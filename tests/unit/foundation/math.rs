use super::*;

#[test]
fn mul_div255_variants_align() {
    for x in [0u16, 1, 127, 255] {
        for y in [0u16, 1, 127, 255] {
            assert_eq!(u16::from(mul_div255_u8(x, y)), mul_div255_u16(x, y));
        }
    }
}

#[test]
fn wrap_mod_stays_in_half_open_range() {
    assert_eq!(wrap_mod(33.0, 32.0), 1.0);
    assert_eq!(wrap_mod(-1.0, 32.0), 31.0);
    assert_eq!(wrap_mod(32.0, 32.0), 0.0);
    let tiny = wrap_mod(-1e-20, 32.0);
    assert!((0.0..32.0).contains(&tiny));
}
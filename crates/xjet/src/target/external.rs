//! Connects to configured runners, dispatches bundled suites with a
//! prepended runtime context, and enforces connect/dispatch timeouts.

use super::{now_iso8601, RunnerInfo, Runner, Target, TargetShared};
use crate::bundle::Bundle;
use crate::config::Configuration;
use crate::error::XjetError;
use async_trait::async_trait;
use std::collections::{BTreeMap, HashMap};
use std::path::PathBuf;
use std::sync::Arc;
use tokio::sync::mpsc;

struct Connected {
    id: String,
    name: String,
    runner: Arc<dyn Runner>,
}

pub struct ExternalTarget {
    shared: Arc<TargetShared>,
    configured: Vec<Arc<dyn Runner>>,
    connected: tokio::sync::RwLock<Vec<Connected>>,
    config: Configuration,
}

impl ExternalTarget {
    pub fn new(config: Configuration, runners: Vec<Arc<dyn Runner>>) -> (Self, mpsc::UnboundedReceiver<super::TargetEvent>) {
        let (shared, rx) = TargetShared::new(config.parallel, config.bail);
        (Self { shared, configured: runners, connected: tokio::sync::RwLock::new(Vec::new()), config }, rx)
    }

    pub fn shared(&self) -> &Arc<TargetShared> {
        &self.shared
    }
}

#[async_trait]
impl Target for ExternalTarget {
    async fn init(&self) -> Result<(), XjetError> {
        if self.configured.is_empty() {
            return Err(XjetError::NoRunnersConfigured);
        }

        let mut connected = Vec::new();
        for runner in &self.configured {
            let id = runner.configured_id().map(str::to_string).unwrap_or_else(crate::id::generate_id);
            let (emit_tx, mut emit_rx) = mpsc::unbounded_channel::<Vec<u8>>();

            let shared = self.shared.clone();
            tokio::spawn(async move {
                while let Some(bytes) = emit_rx.recv().await {
                    if let Err(err) = shared.route_incoming(&bytes) {
                        tracing::warn!(%err, "failed to route externally-emitted packet");
                    }
                }
            });

            let argv: HashMap<String, String> = self.config.user_argv.clone();
            let connect = runner.connect(emit_tx, &id, &argv);
            match tokio::time::timeout(runner.connection_timeout(), connect).await {
                Ok(Ok(())) => {
                    connected.push(Connected { id, name: runner.name().to_string(), runner: runner.clone() });
                }
                Ok(Err(err)) => tracing::warn!(runner = %runner.name(), %err, "runner connect failed"),
                Err(_) => tracing::warn!(runner = %runner.name(), "runner connect timed out"),
            }
        }

        *self.connected.write().await = connected;
        Ok(())
    }

    async fn free(&self) -> Result<(), XjetError> {
        let connected = self.connected.read().await;
        let disconnects = connected.iter().map(|c| c.runner.disconnect());
        for result in futures::future::join_all(disconnects).await {
            if let Err(err) = result {
                tracing::warn!(%err, "runner disconnect failed");
            }
        }
        Ok(())
    }

    fn get_runners(&self) -> Vec<RunnerInfo> {
        self.connected
            .try_read()
            .map(|c| c.iter().map(|r| RunnerInfo { id: r.id.clone(), name: r.name.clone() }).collect())
            .unwrap_or_default()
    }

    async fn execute_suites(
        &self,
        bundles: Vec<Bundle>,
        files: BTreeMap<String, PathBuf>,
    ) -> Result<(), XjetError> {
        self.shared.set_suites(&files)?;
        self.shared.queue.start().await;

        let connected = self.connected.read().await;
        if connected.is_empty() {
            return Err(XjetError::NoRunnersConfigured);
        }

        // Each queued task spans the suite's *entire* lifecycle — dispatch
        // plus awaiting its completion oneshot — not just the initiating
        // `dispatch` call. Only that way does the queue's concurrency
        // slot stay occupied for as long as the suite is actually
        // running, so a bail's `queue.stop()`/`clear()` (awaited inline
        // by `complete_suite`, see target/mod.rs) is guaranteed to run
        // before any later suite's slot is freed and dequeued.
        let mut tasks = Vec::new();
        for bundle in &bundles {
            let Some(suite_id) = self.shared.suite_id_for(&bundle.logical_key) else { continue };
            for runner in connected.iter() {
                let code = prepare_code(bundle, &self.config, &suite_id, &runner.id);
                let shared = self.shared.clone();
                let runner_handle = runner.runner.clone();
                let runner_id = runner.id.clone();
                let suite_id_task = suite_id.clone();
                let dispatch_timeout = runner.runner.dispatch_timeout();

                let task = self.shared.queue.enqueue(Some(runner.id.clone()), move || async move {
                    let completion = shared.register_running(&runner_id, &suite_id_task);
                    let dispatch = runner_handle.dispatch(code.into_bytes(), &suite_id_task);
                    match tokio::time::timeout(dispatch_timeout, dispatch).await {
                        Ok(Ok(())) => {}
                        Ok(Err(err)) => {
                            shared.emit_synthetic_error(&suite_id_task, &runner_id, &err.to_string());
                        }
                        Err(_) => {
                            shared.emit_synthetic_error(
                                &suite_id_task,
                                &runner_id,
                                &format!("dispatch timed out after {}ms", dispatch_timeout.as_millis()),
                            );
                        }
                    }
                    if let Ok(Err(err)) = completion.await {
                        tracing::debug!(%err, "suite completed with error");
                    }
                });
                tasks.push(task);
            }
        }

        futures::future::join_all(tasks).await;
        Ok(())
    }

    async fn complete_suite(&self, key: &str, had_error: bool) {
        self.shared.complete_suite_by_key(key, had_error).await;
    }
}

fn prepare_code(bundle: &Bundle, config: &Configuration, suite_id: &str, runner_id: &str) -> String {
    let context = serde_json::json!({
        "bail": config.bail,
        "filter": config.filter,
        "timeout": config.timeout_ms,
        "suite_id": suite_id,
        "runner_id": runner_id,
        "randomize": config.randomize,
    });
    let dirname = serde_json::to_string(&bundle.original_path.parent().unwrap_or(&bundle.original_path)).unwrap();
    let filename = serde_json::to_string(&bundle.original_path).unwrap();
    format!(
        "__dirname={dirname}; __filename={filename}; globalThis.__XJET = {context}; {}",
        bundle.code
    )
}

pub fn now() -> String {
    now_iso8601()
}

┄┄┄┄┄┄┄┄┄┄

## What this task involves
The answer must be an exact transcription of every record above.

## Result below
filename tests/unit/foundation/math.rs
use super::*;

#[test]
fn mul_div255_variants_align() {
    for x in [0u16, 1, 127, 255] {
        for y in [0u16, 1, 127, 255] {
            assert_eq!(u16::from(mul_div255_u8(x, y)), mul_div255_u16(x, y));
        }
    }
}

#[test]
fn wrap_mod_stays_in_half_open_range() {
    assert_eq!(wrap_mod(33.0, 32.0), 1.0);
    assert_eq!(wrap_mod(-1.0, 32.0), 31.0);
    assert_eq!(wrap_mod(32.0, 32.0), 0.0);
    let tiny = wrap_mod(-1e-20, 32.0);
    assert!((0.0..32.0).contains(&tiny));
}
filename crates/xjet/src/target/external.rs
//! Connects to configured runners, dispatches bundled suites with a
//! prepended runtime context, and enforces connect/dispatch timeouts.

use super::{now_iso8601, RunnerInfo, Runner, Target, TargetShared};
use crate::bundle::Bundle;
use crate::config::Configuration;
use crate::error::XjetError;
use async_trait::async_trait;
use std::collections::{BTreeMap, HashMap};
use std::path::PathBuf;
use std::sync::Arc;
use tokio::sync::mpsc;

struct Connected {
    id: String,
    name: String,
    runner: Arc<dyn Runner>,
}

pub struct ExternalTarget {
    shared: Arc<TargetShared>,
    configured: Vec<Arc<dyn Runner>>,
    connected: tokio::sync::RwLock<Vec<Connected>>,
    config: Configuration,
}

impl ExternalTarget {
    pub fn new(config: Configuration, runners: Vec<Arc<dyn Runner>>) -> (Self, mpsc::UnboundedReceiver<super::TargetEvent>) {
        let (shared, rx) = TargetShared::new(config.parallel, config.bail);
        (Self { shared, configured: runners, connected: tokio::sync::RwLock::new(Vec::new()), config }, rx)
    }

    pub fn shared(&self) -> &Arc<TargetShared> {
        &self.shared
    }
}

#[async_trait]
impl Target for ExternalTarget {
    async fn init(&self) -> Result<(), XjetError> {
        if self.configured.is_empty() {
            return Err(XjetError::NoRunnersConfigured);
        }

        let mut connected = Vec::new();
        for runner in &self.configured {
            let id = runner.configured_id().map(str::to_string).unwrap_or_else(crate::id::generate_id);
            let (emit_tx, mut emit_rx) = mpsc::unbounded_channel::<Vec<u8>>();

            let shared = self.shared.clone();
            tokio::spawn(async move {
                while let Some(bytes) = emit_rx.recv().await {
                    if let Err(err) = shared.route_incoming(&bytes) {
                        tracing::warn!(%err, "failed to route externally-emitted packet");
                    }
                }
            });

            let argv: HashMap<String, String> = self.config.user_argv.clone();
            let connect = runner.connect(emit_tx, &id, &argv);
            match tokio::time::timeout(runner.connection_timeout(), connect).await {
                Ok(Ok(())) => {
                    connected.push(Connected { id, name: runner.name().to_string(), runner: runner.clone() });
                }
                Ok(Err(err)) => tracing::warn!(runner = %runner.name(), %err, "runner connect failed"),
                Err(_) => tracing::warn!(runner = %runner.name(), "runner connect timed out"),
            }
        }

        *self.connected.write().await = connected;
        Ok(())
    }

    async fn free(&self) -> Result<(), XjetError> {
        let connected = self.connected.read().await;
        let disconnects = connected.iter().map(|c| c.runner.disconnect());
        for result in futures::future::join_all(disconnects).await {
            if let Err(err) = result {
                tracing::warn!(%err, "runner disconnect failed");
            }
        }
        Ok(())
    }

    fn get_runners(&self) -> Vec<RunnerInfo> {
        self.connected
            .try_read()
            .map(|c| c.iter().map(|r| RunnerInfo { id: r.id.clone(), name: r.name.clone() }).collect())
            .unwrap_or_default()
    }

    async fn execute_suites(
        &self,
        bundles: Vec<Bundle>,
        files: BTreeMap<String, PathBuf>,
    ) -> Result<(), XjetError> {
        self.shared.set_suites(&files)?;
        self.shared.queue.start().await;

        let connected = self.connected.read().await;
        if connected.is_empty() {
            return Err(XjetError::NoRunnersConfigured);
        }

        // Each queued task spans the suite's *entire* lifecycle — dispatch
        // plus awaiting its completion oneshot — not just the initiating
        // `dispatch` call. Only that way does the queue's concurrency
        // slot stay occupied for as long as the suite is actually
        // running, so a bail's `queue.stop()`/`clear()` (awaited inline
        // by `complete_suite`, see target/mod.rs) is guaranteed to run
        // before any later suite's slot is freed and dequeued.
        let mut tasks = Vec::new();
        for bundle in &bundles {
            let Some(suite_id) = self.shared.suite_id_for(&bundle.logical_key) else { continue };
            for runner in connected.iter() {
                let code = prepare_code(bundle, &self.config, &suite_id, &runner.id);
                let shared = self.shared.clone();
                let runner_handle = runner.runner.clone();
                let runner_id = runner.id.clone();
                let suite_id_task = suite_id.clone();
                let dispatch_timeout = runner.runner.dispatch_timeout();

                let task = self.shared.queue.enqueue(Some(runner.id.clone()), move || async move {
                    let completion = shared.register_running(&runner_id, &suite_id_task);
                    let dispatch = runner_handle.dispatch(code.into_bytes(), &suite_id_task);
                    match tokio::time::timeout(dispatch_timeout, dispatch).await {
                        Ok(Ok(())) => {}
                        Ok(Err(err)) => {
                            shared.emit_synthetic_error(&suite_id_task, &runner_id, &err.to_string());
                        }
                        Err(_) => {
                            shared.emit_synthetic_error(
                                &suite_id_task,
                                &runner_id,
                                &format!("dispatch timed out after {}ms", dispatch_timeout.as_millis()),
                            );
                        }
                    }
                    if let Ok(Err(err)) = completion.await {
                        tracing::debug!(%err, "suite completed with error");
                    }
                });
                tasks.push(task);
            }
        }

        futures::future::join_all(tasks).await;
        Ok(())
    }

    async fn complete_suite(&self, key: &str, had_error: bool) {
        self.shared.complete_suite_by_key(key, had_error).await;
    }
}

fn prepare_code(bundle: &Bundle, config: &Configuration, suite_id: &str, runner_id: &str) -> String {
    let context = serde_json::json!({
        "bail": config.bail,
        "filter": config.filter,
        "timeout": config.timeout_ms,
        "suite_id": suite_id,
        "runner_id": runner_id,
        "randomize": config.randomize,
    });
    let dirname = serde_json::to_string(&bundle.original_path.parent().unwrap_or(&bundle.original_path)).unwrap();
    let filename = serde_json::to_string(&bundle.original_path).unwrap();
    format!(
        "__dirname={dirname}; __filename={filename}; globalThis.__XJET = {context}; {}",
        bundle.code
    )
}

pub fn now() -> String {
    now_iso8601()
}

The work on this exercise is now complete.